Impunité et reddition de compte
L’immunité et l’impunité policières sont d’autres problèmes graves et persistants auxquels la Ligue des droits et libertés (LDL) s’attaque depuis des décennies. Dans les années 80, nous avons réussi à obtenir un code de déontologie policière uniforme pour toute la province. Or, ce mécanisme de plainte comporte des lacunes majeures. De plus, comme le démontrent les résultats d’une recherche présentée dans ce numéro, les plaintes n’ont pas d’impacts sur le renforcement des normes professionnelles des policières et policiers.
Une autre des luttes importantes que nous avons menées avec d’autres groupes visait l’obtention d’un mécanisme d’enquête indépendant sur la police. En 2016, le Bureau des enquêtes indépendantes (BEI) est entré en fonction. Malheureusement, le BEI ne correspond pas aux standards d’indépendance et de transparence auxquels on est en droit de s’attendre. L’avancée que représente le BEI par rapport aux enquêtes de la police sur la police reste à démontrer. Au moment d’écrire ces lignes, la LDL et d’autres organisations viennent de dévoiler des lettres de la directrice du BEI adressées à différents corps de police faisant état d’entraves au déroulement de ses enquêtes. Directement interpellée suite à cette affaire, la ministre de la Sécurité publique n’a pris aucun engagement pour rectifier la situation.

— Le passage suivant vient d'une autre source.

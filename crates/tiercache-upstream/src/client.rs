//! Fetching reference records from the Wrapper.

use std::time::Duration;

use async_trait::async_trait;
use serde_json::Value;
use tiercache_core::{CacheError, CacheKey};
use url::Url;

use crate::circuit_breaker::{CircuitBreaker, CircuitBreakerConfig};
use crate::retry::{RetryPolicy, is_transient, with_retry};

/// Fetches one reference record from the authoritative source.
///
/// Implementations have no cache awareness; de-duplication and TTL handling
/// belong to the reference store.
#[async_trait]
pub trait UpstreamClient: Send + Sync {
    async fn fetch_record(&self, key: &CacheKey) -> Result<Value, CacheError>;
}

/// Configuration for [`HttpUpstreamClient`].
#[derive(Debug, Clone)]
pub struct UpstreamConfig {
    /// Wrapper base URL; records live at `{base}/tenants/{tenant}/{namespace}/{identifier}`.
    pub base_url: Url,
    /// Per-request timeout (default: 2 seconds).
    pub request_timeout: Duration,
    pub retry: RetryPolicy,
    /// `None` disables the circuit breaker.
    pub circuit_breaker: Option<CircuitBreakerConfig>,
}

impl UpstreamConfig {
    pub fn new(base_url: Url) -> Self {
        Self {
            base_url,
            request_timeout: Duration::from_secs(2),
            retry: RetryPolicy::default(),
            circuit_breaker: Some(CircuitBreakerConfig::default()),
        }
    }

    pub fn with_request_timeout(mut self, timeout: Duration) -> Self {
        self.request_timeout = timeout;
        self
    }

    pub fn with_retry(mut self, retry: RetryPolicy) -> Self {
        self.retry = retry;
        self
    }

    pub fn with_circuit_breaker(mut self, config: Option<CircuitBreakerConfig>) -> Self {
        self.circuit_breaker = config;
        self
    }
}

/// HTTP client for the Wrapper.
///
/// 5xx responses, connection errors and request timeouts are retried per
/// the [`RetryPolicy`]; 4xx responses surface immediately as
/// `UpstreamUnavailable` carrying the status.
pub struct HttpUpstreamClient {
    http_client: reqwest::Client,
    config: UpstreamConfig,
    breaker: Option<CircuitBreaker>,
}

impl HttpUpstreamClient {
    pub fn new(config: UpstreamConfig) -> Result<Self, CacheError> {
        let http_client = reqwest::Client::builder()
            .timeout(config.request_timeout)
            .build()
            .map_err(|e| CacheError::configuration(format!("failed to build HTTP client: {e}")))?;

        let breaker = config.circuit_breaker.clone().map(CircuitBreaker::new);

        Ok(Self {
            http_client,
            config,
            breaker,
        })
    }

    pub fn circuit_breaker(&self) -> Option<&CircuitBreaker> {
        self.breaker.as_ref()
    }

    pub fn config(&self) -> &UpstreamConfig {
        &self.config
    }

    fn record_url(&self, key: &CacheKey) -> Result<Url, CacheError> {
        tenant_url(&self.config.base_url, key.tenant_id().as_str(), &[
            key.namespace().as_str(),
            key.identifier(),
        ])
    }

    async fn fetch_once(&self, url: &Url, key: &CacheKey) -> Result<Value, CacheError> {
        let response = self
            .http_client
            .get(url.clone())
            .send()
            .await
            .map_err(|e| self.map_transport_error(e, key))?;

        let status = response.status();
        if !status.is_success() {
            let body = response.text().await.unwrap_or_default();
            return Err(CacheError::upstream_status(status.as_u16(), body));
        }

        response
            .json::<Value>()
            .await
            .map_err(|e| self.map_transport_error(e, key))
    }

    fn map_transport_error(&self, err: reqwest::Error, key: &CacheKey) -> CacheError {
        if err.is_timeout() {
            CacheError::timeout(key, self.config.request_timeout)
        } else if err.is_decode() {
            CacheError::upstream(format!("invalid record body: {err}"))
        } else {
            CacheError::upstream(format!("request failed: {err}"))
        }
    }
}

#[async_trait]
impl UpstreamClient for HttpUpstreamClient {
    async fn fetch_record(&self, key: &CacheKey) -> Result<Value, CacheError> {
        if let Some(breaker) = &self.breaker
            && !breaker.allow_request()
        {
            tracing::debug!(key = %key, "circuit breaker open, failing fast");
            return Err(CacheError::upstream("circuit breaker open"));
        }

        let url = self.record_url(key)?;
        let mut outcome = BreakerOutcome::new(self.breaker.as_ref());
        let result = with_retry(&self.config.retry, "fetch_record", || {
            self.fetch_once(&url, key)
        })
        .await;

        match &result {
            Err(err) if is_transient(err) => outcome.failure(),
            // The Wrapper answered, so it is healthy even on 4xx.
            _ => outcome.success(),
        }

        match &result {
            Ok(_) => tracing::debug!(key = %key, "fetched record from upstream"),
            Err(err) => tracing::warn!(key = %key, error = %err, "upstream fetch failed"),
        }
        result
    }
}

/// Reports one fetch to the breaker exactly once.
///
/// A fetch dropped before it finished, e.g. by a caller's deadline, is
/// recorded as a failure.
struct BreakerOutcome<'a> {
    breaker: Option<&'a CircuitBreaker>,
}

impl<'a> BreakerOutcome<'a> {
    fn new(breaker: Option<&'a CircuitBreaker>) -> Self {
        Self { breaker }
    }

    fn success(&mut self) {
        if let Some(breaker) = self.breaker.take() {
            breaker.record_success();
        }
    }

    fn failure(&mut self) {
        if let Some(breaker) = self.breaker.take() {
            breaker.record_failure();
        }
    }
}

impl Drop for BreakerOutcome<'_> {
    fn drop(&mut self) {
        if let Some(breaker) = self.breaker.take() {
            tracing::debug!("upstream fetch cancelled before completion");
            breaker.record_failure();
        }
    }
}

/// `{base}/tenants/{tenant}/{segments...}` with every segment percent-encoded.
pub(crate) fn tenant_url(base: &Url, tenant: &str, segments: &[&str]) -> Result<Url, CacheError> {
    let mut url = base.clone();
    url.path_segments_mut()
        .map_err(|_| CacheError::configuration(format!("upstream base URL {base} cannot be a base")))?
        .pop_if_empty()
        .push("tenants")
        .push(tenant)
        .extend(segments);
    Ok(url)
}
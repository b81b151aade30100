//! Redis pub/sub transport for multi-instance deployments.
//!
//! Each subscription opens a dedicated pub/sub connection; publishing goes
//! through the pooled connections.

use async_trait::async_trait;
use deadpool_redis::{Pool, Runtime, redis::AsyncCommands};
use futures_util::StreamExt;

use super::{InvalidationTransport, MessageStream, TransportError};

pub struct RedisTransport {
    client: redis::Client,
    pool: Pool,
}

impl RedisTransport {
    pub fn new(redis_url: &str) -> Result<Self, TransportError> {
        let client = redis::Client::open(redis_url)
            .map_err(|e| TransportError::Connection(format!("failed to create Redis client: {e}")))?;
        let pool = deadpool_redis::Config::from_url(redis_url)
            .create_pool(Some(Runtime::Tokio1))
            .map_err(|e| TransportError::Connection(format!("failed to create Redis pool: {e}")))?;

        Ok(Self { client, pool })
    }
}

#[async_trait]
impl InvalidationTransport for RedisTransport {
    async fn subscribe(&self, channel: &str) -> Result<MessageStream, TransportError> {
        let mut pubsub = self
            .client
            .get_async_pubsub()
            .await
            .map_err(|e| TransportError::Connection(format!("failed to get pub/sub connection: {e}")))?;

        pubsub
            .subscribe(channel)
            .await
            .map_err(|e| TransportError::Subscribe(e.to_string()))?;

        tracing::info!(channel, "subscribed to Redis channel");

        Ok(pubsub
            .into_on_message()
            .map(|msg| msg.get_payload_bytes().to_vec())
            .boxed())
    }

    async fn publish(&self, channel: &str, payload: &[u8]) -> Result<(), TransportError> {
        let mut conn = self
            .pool
            .get()
            .await
            .map_err(|e| TransportError::Connection(format!("failed to get Redis connection: {e}")))?;

        let _: () = conn
            .publish(channel, payload)
            .await
            .map_err(|e| TransportError::Publish(e.to_string()))?;
        Ok(())
    }
}
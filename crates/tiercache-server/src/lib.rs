//! Multi-tenant, dual-tier in-process cache.
//!
//! - **Critical tier**: credit costs, permissions, user status, feature
//!   configuration. Seeded at startup, updated only by versioned pushes,
//!   never fetched on miss.
//! - **Reference tier**: profiles, hierarchy, audit records. TTL-bounded and
//!   fetched from the Wrapper with one request per key in flight.
//!
//! [`runtime::CacheRuntime`] assembles both tiers, the
//! [`cache::LookupRouter`], one [`pubsub::InvalidationSubscriber`] per
//! tenant, and a background sweeper.

pub mod cache;
pub mod config;
pub mod metrics;
pub mod observability;
pub mod pubsub;
pub mod runtime;
pub mod seed;

pub use cache::{
    CriticalStore, EntryState, LookupRouter, LookupValue, ReferenceRead, ReferenceStore,
    RoutingTable, TtlPolicy,
};
pub use self::config::{AppConfig, ConfigError};
pub use runtime::{CacheRuntime, CacheRuntimeBuilder};
pub use tiercache_core::{CacheError, CacheKey, CriticalValue, Namespace, TenantId, Tier};
//! Bounded retry for transient upstream failures.
//!
//! Connection errors, request timeouts and 5xx responses are retried with
//! exponential backoff (`base_backoff * 2^attempt`, capped at `max_backoff`).
//! Anything else, 4xx responses in particular, is returned immediately.

use std::future::Future;
use std::time::Duration;

use tiercache_core::CacheError;

#[derive(Debug, Clone)]
pub struct RetryPolicy {
    /// Retries after the first attempt.
    pub max_retries: u32,
    pub base_backoff: Duration,
    pub max_backoff: Duration,
}

impl Default for RetryPolicy {
    fn default() -> Self {
        Self {
            max_retries: 2,
            base_backoff: Duration::from_millis(100),
            max_backoff: Duration::from_secs(2),
        }
    }
}

impl RetryPolicy {
    pub fn none() -> Self {
        Self {
            max_retries: 0,
            ..Self::default()
        }
    }

    pub fn with_max_retries(mut self, max_retries: u32) -> Self {
        self.max_retries = max_retries;
        self
    }

    pub fn with_base_backoff(mut self, backoff: Duration) -> Self {
        self.base_backoff = backoff;
        self
    }

    /// Delay before retry number `attempt + 1`.
    pub fn backoff(&self, attempt: u32) -> Duration {
        let factor = 2u32.saturating_pow(attempt);
        self.base_backoff
            .saturating_mul(factor)
            .min(self.max_backoff)
    }
}

/// Whether an upstream error is worth another attempt.
pub fn is_transient(err: &CacheError) -> bool {
    match err {
        CacheError::Timeout { .. } => true,
        CacheError::UpstreamUnavailable { status: None, .. } => true,
        CacheError::UpstreamUnavailable {
            status: Some(status),
            ..
        } => *status >= 500,
        _ => false,
    }
}

/// Run `operation` until it succeeds, fails permanently, or the retry
/// budget is spent. The last error is returned on exhaustion.
pub async fn with_retry<F, Fut, T>(
    policy: &RetryPolicy,
    operation_name: &str,
    mut operation: F,
) -> Result<T, CacheError>
where
    F: FnMut() -> Fut,
    Fut: Future<Output = Result<T, CacheError>>,
{
    let mut attempt = 0;
    loop {
        match operation().await {
            Ok(value) => {
                if attempt > 0 {
                    tracing::debug!(
                        operation = operation_name,
                        attempt = attempt + 1,
                        "upstream call succeeded after retry"
                    );
                }
                return Ok(value);
            }
            Err(err) if is_transient(&err) && attempt < policy.max_retries => {
                let delay = policy.backoff(attempt);
                tracing::warn!(
                    operation = operation_name,
                    attempt = attempt + 1,
                    max_attempts = policy.max_retries + 1,
                    delay_ms = delay.as_millis() as u64,
                    error = %err,
                    "transient upstream error, retrying after backoff"
                );
                tokio::time::sleep(delay).await;
                attempt += 1;
            }
            Err(err) => return Err(err),
        }
    }
}
//! Runtime configuration for vpid-kv-cache.
//!
//! Configuration can be loaded from a JSON file or constructed programmatically.
//! Every section has defaults, so a partial file only overrides what it names.
//! All tier-related knobs (capacities, admission policy, TTL) live here.

use std::path::PathBuf;

use clap::Parser;
use serde::{Deserialize, Serialize};

use crate::registry::descriptor::Residency;

/// Command-line arguments.
#[derive(Parser, Debug, Clone)]
#[command(
    name = "vpid-kv-cache",
    about = "Multi-model inference server with vPID switching and a tiered context cache"
)]
pub struct Cli {
    /// Path to configuration file (JSON).
    #[arg(short, long, default_value = "config.json")]
    pub config: PathBuf,

    /// HTTP listen address (overrides the config file).
    #[arg(long)]
    pub listen: Option<String>,

    /// Directory for durable context blobs (overrides the config file).
    #[arg(long)]
    pub storage_path: Option<PathBuf>,

    /// Enable verbose logging.
    #[arg(short, long)]
    pub verbose: bool,

    /// Emit logs as JSON lines.
    #[arg(long)]
    pub log_json: bool,
}

/// Top-level configuration.
#[derive(Debug, Clone, Default, Serialize, Deserialize)]
#[serde(default)]
pub struct Config {
    /// Server configuration.
    pub server: ServerConfig,

    /// Model registry configuration.
    pub registry: RegistryConfig,

    /// Tier configuration.
    pub tiers: TierConfig,

    /// Eviction and admission policy.
    pub eviction: EvictionConfig,

    /// Durable storage settings.
    pub storage: StorageConfig,

    /// Reference engine geometry.
    pub engine: EngineConfig,

    /// Query defaults.
    pub query: QueryConfig,
}

/// HTTP server settings.
#[derive(Debug, Clone, Serialize, Deserialize)]
#[serde(default)]
pub struct ServerConfig {
    /// Listen address (e.g. "0.0.0.0:8080").
    pub listen: String,

    /// Maximum concurrent requests.
    pub max_concurrent_requests: usize,

    /// Request timeout in seconds.
    pub request_timeout_secs: u64,
}

impl Default for ServerConfig {
    fn default() -> Self {
        Self {
            listen: "0.0.0.0:6930".to_string(),
            max_concurrent_requests: 64,
            request_timeout_secs: 300,
        }
    }
}

/// Model registry settings.
#[derive(Debug, Clone, Serialize, Deserialize)]
#[serde(default)]
pub struct RegistryConfig {
    /// Where newly loaded weights are placed.
    pub default_residency: Residency,
}

impl Default for RegistryConfig {
    fn default() -> Self {
        Self {
            default_residency: Residency::Accelerator,
        }
    }
}

/// Tier capacities.
#[derive(Debug, Clone, Serialize, Deserialize)]
#[serde(default)]
pub struct TierConfig {
    /// Accelerator memory budget for hot contexts, in bytes.
    pub hot_capacity_bytes: usize,

    /// Host memory budget for warm contexts, in bytes.
    pub warm_capacity_bytes: usize,

    /// Device memory available for uploads (0 = same as the hot budget).
    pub device_memory_bytes: usize,
}

impl Default for TierConfig {
    fn default() -> Self {
        Self {
            hot_capacity_bytes: 4 * 1024 * 1024 * 1024,   // 4 GB
            warm_capacity_bytes: 16 * 1024 * 1024 * 1024, // 16 GB
            device_memory_bytes: 0,
        }
    }
}

impl TierConfig {
    /// Effective device memory size.
    pub fn device_memory(&self) -> usize {
        if self.device_memory_bytes == 0 {
            self.hot_capacity_bytes
        } else {
            self.device_memory_bytes
        }
    }
}

/// How a full tier makes room for a new entry.
#[derive(Debug, Clone, Copy, PartialEq, Eq, Serialize, Deserialize)]
#[serde(rename_all = "snake_case")]
pub enum AdmissionPolicy {
    /// Demote one LRU victim at a time until the new entry fits.
    SingleVictim,
    /// Demote LRU victims until usage is at or below the low watermark.
    Batch,
}

/// When capacity-pressure demotion runs relative to the admitting request.
#[derive(Debug, Clone, Copy, PartialEq, Eq, Serialize, Deserialize)]
#[serde(rename_all = "snake_case")]
pub enum PressureMode {
    /// The admitting request demotes victims before it proceeds.
    Synchronous,
    /// Admit with a transient overcommit and rebalance in the background.
    Deferred,
}

/// Eviction policy tuning.
#[derive(Debug, Clone, Serialize, Deserialize)]
#[serde(default)]
pub struct EvictionConfig {
    /// TTL applied when an ingest does not specify one (0 = never expires).
    pub default_ttl_seconds: u64,

    /// Interval between background TTL sweeps.
    pub sweep_interval_secs: u64,

    /// Victim selection policy under capacity pressure.
    pub admission: AdmissionPolicy,

    /// Synchronous or deferred pressure handling.
    pub pressure: PressureMode,

    /// Batch policy target: fraction of capacity to demote down to.
    pub low_watermark: f64,

    /// How long an admission waits for leased or in-flight hot memory to be
    /// released before failing with capacity exceeded.
    pub lease_wait_ms: u64,
}

impl Default for EvictionConfig {
    fn default() -> Self {
        Self {
            default_ttl_seconds: 86_400,
            sweep_interval_secs: 30,
            admission: AdmissionPolicy::SingleVictim,
            pressure: PressureMode::Synchronous,
            low_watermark: 0.70,
            lease_wait_ms: 2_000,
        }
    }
}

/// Durable storage settings.
#[derive(Debug, Clone, Serialize, Deserialize)]
#[serde(default)]
pub struct StorageConfig {
    /// Directory holding context blobs.
    pub path: PathBuf,

    /// Apply zstd compression to blob payloads.
    pub zstd_compression: bool,

    /// zstd compression level (1-22).
    pub zstd_level: i32,

    /// Register persisted contexts as cold entries at startup.
    pub restore_on_startup: bool,
}

impl Default for StorageConfig {
    fn default() -> Self {
        Self {
            path: PathBuf::from("/tmp/vpid-kv-cache/contexts"),
            zstd_compression: true,
            zstd_level: 3,
            restore_on_startup: true,
        }
    }
}

/// Geometry of the reference engine.
#[derive(Debug, Clone, Serialize, Deserialize)]
#[serde(default)]
pub struct EngineConfig {
    /// Number of layers in the model.
    pub n_layers: usize,

    /// Number of KV heads.
    pub n_kv_heads: usize,

    /// Head dimension.
    pub head_dim: usize,

    /// Vocabulary size.
    pub vocab_size: usize,

    /// Refuse to load models whose file does not exist.
    pub require_model_files: bool,
}

impl Default for EngineConfig {
    fn default() -> Self {
        Self {
            n_layers: 4,
            n_kv_heads: 2,
            head_dim: 16,
            vocab_size: 32_000,
            require_model_files: true,
        }
    }
}

/// Defaults applied to queries and completions.
#[derive(Debug, Clone, Serialize, Deserialize)]
#[serde(default)]
pub struct QueryConfig {
    /// Tokens generated when the request does not say.
    pub default_max_tokens: usize,

    /// Upper bound on tokens generated per request.
    pub max_tokens_limit: usize,
}

impl Default for QueryConfig {
    fn default() -> Self {
        Self {
            default_max_tokens: 256,
            max_tokens_limit: 4096,
        }
    }
}

impl Config {
    /// Load configuration from a JSON file, falling back to defaults for missing fields.
    pub fn load(path: &std::path::Path) -> anyhow::Result<Self> {
        if path.exists() {
            let data = std::fs::read_to_string(path)?;
            let config: Config = serde_json::from_str(&data)?;
            Ok(config)
        } else {
            tracing::warn!("Config file not found at {:?}, using defaults", path);
            Ok(Config::default())
        }
    }

    /// Apply command-line overrides.
    pub fn apply_cli(&mut self, cli: &Cli) {
        if let Some(listen) = &cli.listen {
            self.server.listen = listen.clone();
        }
        if let Some(path) = &cli.storage_path {
            self.storage.path = path.clone();
        }
    }
}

Ce cas illustre un des nœuds les plus importants auxquels nous faisons face, soit l’incapacité des pouvoirs politiques de faire face au pouvoir des corps de police pour leur imposer des changements et leur demander de rendre des comptes à la population. L’École nationale de police du Québec, les différents corps de police et les syndicats policiers semblent détenir un pouvoir énorme sur toutes les décisions qui concernent l’encadrement des pratiques policières. Et c’est sans compter que les élu-e-s dépendent des forces policières pour surveiller et réprimer les mouvements de contestation sociale, comme on a pu le constater lors de la grève étudiante de 2012. En somme, il est plus facile pour les pouvoirs politiques d’entreprendre des réformes de façade que de s’attaquer aux problèmes de fond de l’institution policière… et aux problèmes sociaux auxquels la répression policière permet d’éviter de s’attaquer.
Percer le mur de l’opacité
Alors que transformer la police demanderait au premier plan de bien la connaître, les chercheur-e-s, les groupes sociaux et la population font face à des obstacles majeurs lorsqu’ils cherchent à obtenir des informations qui devraient pourtant être publiques. Pour reprendre l’exemple des lettres cité précédemment, c’est une demande d’accès à l’information d’un militant de la Coalition contre la répression et les abus policiers qui a permis de faire connaître au grand public l’existence d’entraves aux enquêtes du BEI. Or, les informations sur le déroulement des enquêtes devraient être publiques dès le départ sur le site de l’institution, comme nous le demandons depuis sa création. Dans une société démocratique, la population devrait être en mesure de surveiller ce que fait la police qui, rappelons-le, dispose du pouvoir exceptionnel de tuer.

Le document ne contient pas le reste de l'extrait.